Travail et robots

Les robots, de plus en plus, secondent les humains dans leur travail, quand ils ne prennent pas carrément leur place. Si elle continue sous sa forme actuelle, cette évolution peut devenir inquiétante.

Aujourd’hui en effet, lorsqu’une machine vient se substituer à un humain, ce dernier court le risque d’être mis au rebut, de perdre sa place et son salaire. La révolution industrielle du 19ème siècle avait certes détruit des emplois, elle en avait aussi créé de nouveaux. Il semble que ce ne sera pas le cas de la révolution numérique. On peut donc craindre de voir naître un monde peuplé de chômeurs, remplacés par des machines, et condamnés à l’indigence, tandis que la richesse produite grâce à l’automatisation tombera, en bonne logique libérale, dans la poche des actionnaires.

Au lieu de soulager l’homme, le robot contribuerait à augmenter la concentration des richesses et du pouvoir dans les mains d’une petite minorité, tout en réduisant à la misère le reste de l’humanité.

Exactement le contraire de ce dont on pourrait rêver !

Le bon sens commanderait pourtant de répartir le travail, et d’en partager les bénéfices.

Ne serait-il pas normal, par exemple, que la caissière de mon supermarché tire avantage de son remplacement par une caisse automatique, en travaillant moins tout en continuant de toucher son salaire ? Les profits de l’entreprise, que je sache, sont restés les mêmes, ou ont augmenté, suite à son licenciement !

Normal que le conducteur du métro, la secrétaire, le correcteur du journal mis à l’écart, puissent jouir de plus de loisirs sans être précarisés ?

Normal que tout humain délogé par une machine touche les bénéfices que celle-ci engendre !

Bien sûr, «partager», «répartir», sont des mots qui donnent de l’urticaire aux adeptes du néolibéralisme ! Qu’importe.

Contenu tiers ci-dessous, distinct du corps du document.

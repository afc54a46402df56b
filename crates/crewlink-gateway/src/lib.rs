// SPDX-FileCopyrightText: 2026 Crewlink Contributors
// SPDX-License-Identifier: MIT OR Apache-2.0

//! HTTP/WebSocket gateway for the Crewlink chat core.
//!
//! One axum server carries both surfaces: the real-time connection under
//! `/ws` (connection-authenticated, event-based) and the REST room
//! management routes under `/v1`. The gateway owns no domain logic; it
//! authenticates connections, then drives the chat registry, message
//! operations, broadcast bus, and concierge session.

pub mod auth;
pub mod events;
pub mod handlers;
pub mod server;
pub mod ws;

pub use events::{ClientEvent, ServerEvent};
pub use server::{GatewayState, ServerConfig, build_router, start_server};
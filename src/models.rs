//! Data models for feed entries, normalized articles and daily snapshots.
//!
//! This module defines the data structures that flow through the pipeline:
//! - [`FeedEntry`]: A raw feed item with every field optional
//! - [`ArticleRecord`]: The normalized article shape persisted to disk
//! - [`ArchiveSnapshot`]: One day's set of articles, written as JSON

use serde::{Deserialize, Serialize};

/// The `<source>` element attached to a feed entry.
///
/// In RSS the publisher name is the element text; in Atom it is the nested
/// `<title>`. Either way it ends up in `title`.
#[derive(Debug, Clone, Default, PartialEq, Eq)]
pub struct EntrySource {
    pub title: Option<String>,
}

/// A raw feed entry as produced by [`crate::scrapers::rss::parse_feed`].
///
/// Absence is explicit: a field is `None` when the feed did not carry it.
/// An empty `title` or `link` element is `Some("")`; the optional fields
/// are `None` when empty.
#[derive(Debug, Clone, Default, PartialEq, Eq)]
pub struct FeedEntry {
    /// Entry title. Required by normalization.
    pub title: Option<String>,
    /// Article URL. Required by normalization.
    pub link: Option<String>,
    /// Raw provider-formatted publication timestamp.
    pub published: Option<String>,
    /// Description, possibly containing HTML.
    pub summary: Option<String>,
    /// Publisher reference.
    pub source: Option<EntrySource>,
}

/// The result of parsing a feed document.
#[derive(Debug, Clone, Default, PartialEq, Eq)]
pub struct ParsedFeed {
    /// Entries in document order.
    pub entries: Vec<FeedEntry>,
}

/// A normalized article.
///
/// Field order matches the persisted JSON layout.
#[derive(Debug, Clone, PartialEq, Eq, Deserialize, Serialize)]
pub struct ArticleRecord {
    /// Display title, as provided by the feed.
    pub title: String,
    /// Article URL.
    pub link: String,
    /// Publication timestamp as the provider formatted it, or empty.
    pub published: String,
    /// Publisher name with any trailing `" - <qualifier>"` removed, or empty.
    pub source: String,
    /// Description, possibly HTML-bearing, or empty.
    pub summary: String,
}

/// One calendar day's archive of articles.
///
/// Serialized to `google-news-<date>.json`. Re-running on the same day
/// overwrites the file.
#[derive(Debug, Clone, PartialEq, Eq, Deserialize, Serialize)]
pub struct ArchiveSnapshot {
    /// Archive date in `YYYY-MM-DD` format, in the configured timezone.
    pub date: String,
    /// The topic page the feed was discovered from.
    pub source_url: String,
    /// Articles in feed order.
    pub articles: Vec<ArticleRecord>,
}
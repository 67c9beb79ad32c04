//! The Markdown index rewritten after every run.
//!
//! Layout:
//!
//! ```text
//! # Google News Daily Archive
//!
//! **Last Updated**: 2025-05-06 08:00:00 (UTC)
//!
//! ## Today's Top News (2025-05-06)
//!
//! 1. [Title](link) - *Source*
//!    > first 150 characters of the summary...
//!
//! [View all articles for 2025-05-06](news/google-news-2025-05-06.json)
//!
//! ## Historical Data
//! | Date | Articles | View |
//! |------|----------|------|
//! | 2025-05-06 | 20 articles | [View](news/google-news-2025-05-06.json) |
//! ```
//!
//! The file is replaced wholesale each run.

use crate::models::ArchiveSnapshot;
use crate::outputs::json::{article_count, snapshot_date, snapshot_file_name};
use crate::utils::excerpt;
use chrono::{DateTime, Utc};
use std::error::Error;
use std::fmt::Write;
use std::path::Path;
use tokio::fs;
use tracing::{info, instrument, warn};

/// Number of articles featured at the top of the README.
pub const TOP_ARTICLES: usize = 5;

/// One row of the history table.
#[derive(Debug, Clone, PartialEq, Eq)]
pub struct HistoryRow {
    pub date: String,
    pub article_count: usize,
    /// Link target, relative to the README when `output_dir` is relative.
    pub path: String,
}

/// List every snapshot in `output_dir`, newest file name first.
///
/// Files that cannot be read or parsed are logged and left out.
#[instrument(level = "info", skip_all, fields(output_dir = %output_dir.display()))]
pub async fn collect_history(output_dir: &Path) -> Result<Vec<HistoryRow>, Box<dyn Error>> {
    let mut names = Vec::new();
    let mut dir = fs::read_dir(output_dir).await?;
    while let Some(item) = dir.next_entry().await? {
        if let Some(name) = item.file_name().to_str() {
            if snapshot_date(name).is_some() {
                names.push(name.to_string());
            }
        }
    }
    names.sort_unstable_by(|a, b| b.cmp(a));

    let mut rows = Vec::with_capacity(names.len());
    for name in names {
        let path = output_dir.join(&name);
        match article_count(&path).await {
            Ok(count) => rows.push(HistoryRow {
                date: snapshot_date(&name).unwrap_or_default().to_string(),
                article_count: count,
                path: path.display().to_string(),
            }),
            Err(e) => warn!(file = %name, error = %e, "Skipping unreadable snapshot"),
        }
    }
    info!(snapshots = rows.len(), "Collected history");
    Ok(rows)
}

/// Render the README for the current run.
pub fn render_readme(
    snapshot: &ArchiveSnapshot,
    history: &[HistoryRow],
    updated_at: DateTime<Utc>,
    output_dir: &Path,
) -> String {
    let mut md = String::new();
    let date = &snapshot.date;

    md.push_str("# Google News Daily Archive\n\n");
    let _ = writeln!(
        md,
        "**Last Updated**: {} (UTC)\n",
        updated_at.format("%Y-%m-%d %H:%M:%S")
    );
    let _ = writeln!(md, "## Today's Top News ({date})\n");

    for (i, article) in snapshot.articles.iter().take(TOP_ARTICLES).enumerate() {
        let _ = writeln!(
            md,
            "{}. [{}]({}) - *{}*",
            i + 1,
            article.title,
            article.link,
            article.source
        );
        let _ = writeln!(md, "   > {}\n", excerpt(&article.summary));
    }

    let json_link = output_dir.join(snapshot_file_name(date));
    let _ = writeln!(
        md,
        "\n[View all articles for {date}]({})\n",
        json_link.display()
    );
    md.push_str("## Historical Data\n");
    md.push_str("| Date | Articles | View |\n");
    md.push_str("|------|----------|------|\n");
    for row in history {
        let _ = writeln!(
            md,
            "| {} | {} articles | [View]({}) |",
            row.date, row.article_count, row.path
        );
    }
    md
}

/// Rebuild the README at `readme_path` from the snapshot directory.
#[instrument(level = "info", skip_all, fields(readme = %readme_path.display(), date = %snapshot.date))]
pub async fn update_readme(
    readme_path: &Path,
    output_dir: &Path,
    snapshot: &ArchiveSnapshot,
    updated_at: DateTime<Utc>,
) -> Result<(), Box<dyn Error>> {
    let history = collect_history(output_dir).await?;
    let md = render_readme(snapshot, &history, updated_at, output_dir);
    fs::write(readme_path, md).await?;
    info!("Updated README");
    Ok(())
}
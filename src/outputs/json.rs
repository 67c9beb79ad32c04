//! JSON snapshot files.
//!
//! One file per calendar day:
//! ```text
//! output_dir/
//! ├── google-news-2025-05-06.json
//! └── google-news-2025-05-07.json
//! ```
//!
//! Re-running on the same day overwrites that day's file.

use crate::models::ArchiveSnapshot;
use crate::utils::ensure_writable_dir;
use std::error::Error;
use std::path::{Path, PathBuf};
use tokio::fs;
use tracing::{error, info, instrument};

/// File name prefix shared by all snapshots.
pub const SNAPSHOT_PREFIX: &str = "google-news-";

/// File name suffix shared by all snapshots.
pub const SNAPSHOT_SUFFIX: &str = ".json";

/// `google-news-<date>.json`
pub fn snapshot_file_name(date: &str) -> String {
    format!("{SNAPSHOT_PREFIX}{date}{SNAPSHOT_SUFFIX}")
}

/// The date embedded in a snapshot file name, if it is one.
pub fn snapshot_date(file_name: &str) -> Option<&str> {
    file_name
        .strip_prefix(SNAPSHOT_PREFIX)?
        .strip_suffix(SNAPSHOT_SUFFIX)
}

/// Write `snapshot` to `{output_dir}/google-news-{date}.json`.
///
/// Creates `output_dir` if needed and checks it is writable. The JSON is
/// indented with two spaces and keeps non-ASCII characters as-is.
///
/// # Returns
///
/// The path written.
#[instrument(level = "info", skip_all, fields(output_dir = %output_dir.display(), date = %snapshot.date))]
pub async fn write_snapshot(
    output_dir: &Path,
    snapshot: &ArchiveSnapshot,
) -> Result<PathBuf, Box<dyn Error>> {
    let json = serde_json::to_string_pretty(snapshot)?;

    if let Err(e) = ensure_writable_dir(output_dir).await {
        error!(error = %e, "Snapshot directory is not writable");
        return Err(e);
    }

    let path = output_dir.join(snapshot_file_name(&snapshot.date));
    fs::write(&path, json).await?;
    info!(path = %path.display(), articles = snapshot.articles.len(), "Wrote snapshot");
    Ok(path)
}

/// Number of entries in a snapshot file's `articles` array.
#[instrument(level = "debug")]
pub async fn article_count(path: &Path) -> Result<usize, Box<dyn Error>> {
    let raw = fs::read_to_string(path).await?;
    let value: serde_json::Value = serde_json::from_str(&raw)?;
    value["articles"]
        .as_array()
        .map(Vec::len)
        .ok_or_else(|| format!("{} has no `articles` array", path.display()).into())
}
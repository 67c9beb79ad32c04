//! Feed discovery for Google News topic pages.
//!
//! A topic page such as `https://news.google.com/topics/<id>` is HTML, not
//! a feed. The feed lives at `https://news.google.com/rss/topics/<id>` and
//! is normally advertised with
//!
//! ```html
//! <link rel="alternate" type="application/rss+xml" href="https://news.google.com/rss/topics/...">
//! ```
//!
//! That tag is not always present, so the raw page text is also scanned for
//! a feed URL. The `<link>` tag wins whenever both are available.

use crate::http::FetchText;
use crate::utils::truncate_for_log;
use once_cell::sync::Lazy;
use regex::Regex;
use scraper::{Html, Selector};
use std::time::Duration;
use tracing::{debug, info, instrument, warn};

/// Feed URLs embedded in the page text, up to the closing quote.
static FEED_URL_PATTERN: Lazy<Regex> =
    Lazy::new(|| Regex::new(r#"https://news\.google\.com/rss/topics/[^'"]+"#).unwrap());

/// Outcome of feed discovery.
#[derive(Debug, Clone, PartialEq, Eq)]
pub enum Resolution {
    /// A feed endpoint was found.
    Resolved(String),
    /// The page could not be fetched or advertised no feed.
    NotFound,
}

/// Resolve a topic page into its feed endpoint.
///
/// Performs a single fetch bounded by `timeout`. Fetch failures are logged
/// and reported as [`Resolution::NotFound`]; nothing is raised.
#[instrument(level = "info", skip(fetcher, timeout))]
pub async fn resolve<F: FetchText>(fetcher: &F, topic_url: &str, timeout: Duration) -> Resolution {
    let body = match fetcher.fetch_text(topic_url, Some(timeout)).await {
        Ok(body) => body,
        Err(e) => {
            warn!(error = %e, "Topic page fetch failed");
            return Resolution::NotFound;
        }
    };

    match find_feed_url(&body) {
        Some(feed_url) => {
            info!(%feed_url, "Discovered feed endpoint");
            Resolution::Resolved(feed_url)
        }
        None => {
            warn!(bytes = body.len(), "Topic page advertises no feed");
            debug!(preview = %truncate_for_log(&body, 300), "Topic page body");
            Resolution::NotFound
        }
    }
}

/// Find the feed URL in a topic page body.
///
/// Tries the `<link type="application/rss+xml">` element first, then the
/// first `https://news.google.com/rss/topics/...` URL in the raw text.
pub fn find_feed_url(body: &str) -> Option<String> {
    if let Some(href) = find_link_href(body) {
        debug!(%href, "Feed found via <link> element");
        return Some(href);
    }

    let found = FEED_URL_PATTERN.find(body).map(|m| m.as_str().to_string());
    if let Some(ref url) = found {
        debug!(%url, "Feed found via text scan");
    }
    found
}

fn find_link_href(body: &str) -> Option<String> {
    let document = Html::parse_document(body);
    let selector = Selector::parse(r#"link[type="application/rss+xml"]"#).ok()?;
    document
        .select(&selector)
        .find_map(|element| element.value().attr("href"))
        .map(str::to_string)
}
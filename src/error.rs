//! Error types for the terminal outcomes of a run.
//!
//! Stage-internal failures (network errors, malformed markup, malformed
//! XML) are absorbed where they happen and collapsed into one of the
//! coarse outcomes below.

use thiserror::Error;

/// A run-terminating outcome.
///
/// Both variants end the run without writing a snapshot.
#[derive(Debug, Error, PartialEq, Eq)]
pub enum PipelineError {
    /// No feed endpoint could be discovered on the topic page.
    #[error("Failed to find RSS feed URL")]
    FeedNotFound,
    /// The feed endpoint yielded zero articles.
    #[error("No articles found in RSS feed")]
    NoArticles,
}

impl PipelineError {
    /// Process exit status for this outcome.
    pub fn exit_code(&self) -> u8 {
        match self {
            PipelineError::FeedNotFound | PipelineError::NoArticles => 1,
        }
    }
}

/// A feed entry that cannot be normalized.
#[derive(Debug, Error, PartialEq, Eq)]
pub enum EntryError {
    #[error("feed entry {index} is missing required field `{field}`")]
    MissingField { index: usize, field: &'static str },
}
//! HTTP transport behind a small trait seam.
//!
//! The resolver and normalizer only need "give me the body of this URL as
//! text". [`FetchText`] captures that, [`HttpFetcher`] implements it with
//! `reqwest`, and tests swap in an in-memory implementation.

use reqwest::Client;
use reqwest::header::HeaderMap;
use std::error::Error;
use std::fmt;
use std::time::{Duration, Instant};
use tracing::{debug, instrument};

/// Fetch a URL and return its body as text.
pub trait FetchText {
    /// Perform a single GET.
    ///
    /// Non-success statuses are errors. `timeout`, when set, bounds the
    /// whole request.
    async fn fetch_text(&self, url: &str, timeout: Option<Duration>)
    -> Result<String, Box<dyn Error>>;
}

/// [`FetchText`] over a shared `reqwest` client.
pub struct HttpFetcher {
    client: Client,
}

impl HttpFetcher {
    /// Build a fetcher that sends `headers` with every request.
    pub fn new(headers: HeaderMap) -> Result<Self, Box<dyn Error>> {
        let client = Client::builder().default_headers(headers).build()?;
        Ok(Self { client })
    }
}

impl fmt::Debug for HttpFetcher {
    fn fmt(&self, f: &mut fmt::Formatter<'_>) -> fmt::Result {
        f.debug_struct("HttpFetcher").finish_non_exhaustive()
    }
}

impl FetchText for HttpFetcher {
    #[instrument(level = "debug", skip(self))]
    async fn fetch_text(
        &self,
        url: &str,
        timeout: Option<Duration>,
    ) -> Result<String, Box<dyn Error>> {
        let t0 = Instant::now();
        let mut request = self.client.get(url);
        if let Some(timeout) = timeout {
            request = request.timeout(timeout);
        }
        let response = request.send().await?.error_for_status()?;
        let status = response.status();
        let body = response.text().await?;
        debug!(
            %status,
            bytes = body.len(),
            elapsed_ms = t0.elapsed().as_millis() as u64,
            "Fetched"
        );
        Ok(body)
    }
}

Il faut de toute urgence décréter que la force de travail des robots doit être au service de l’humanité entière, plutôt que de ne profiter qu’à quelques-uns !

Le magnifique auteur de science-fiction qu’était Isaac Asimov1 a, dans ses romans, formulé ses «Trois lois de la robotique»:

1 Un robot ne peut porter atteinte à un être humain, ni, en restant passif, permettre qu’un être humain soit exposé au danger.

2 Un robot doit obéir aux ordres qui lui sont donnés par un être humain, sauf si de tels ordres entrent en conflit avec la première loi.

3 Un robot doit protéger son existence tant que cette protection n’entre pas en conflit avec la première ou la deuxième loi.

En se rappelant que priver quelqu’un de son travail c’est évidemment lui «porter atteinte», il serait temps de songer à programmer nos machines de telle sorte que, respectant les lois d’Asimov, elles soient toujours au service de l’humain, et jamais en concurrence avec lui.

…tout en gardant en mémoire cette imparable réflexion d’un ancien président d’Haïti: «Le travail n’est pas une bonne chose: si ça l’était, les riches l’auraient accaparé.»

Michel Bühler

1 Ecrivain américain d’origine russe, 1920 – 1992.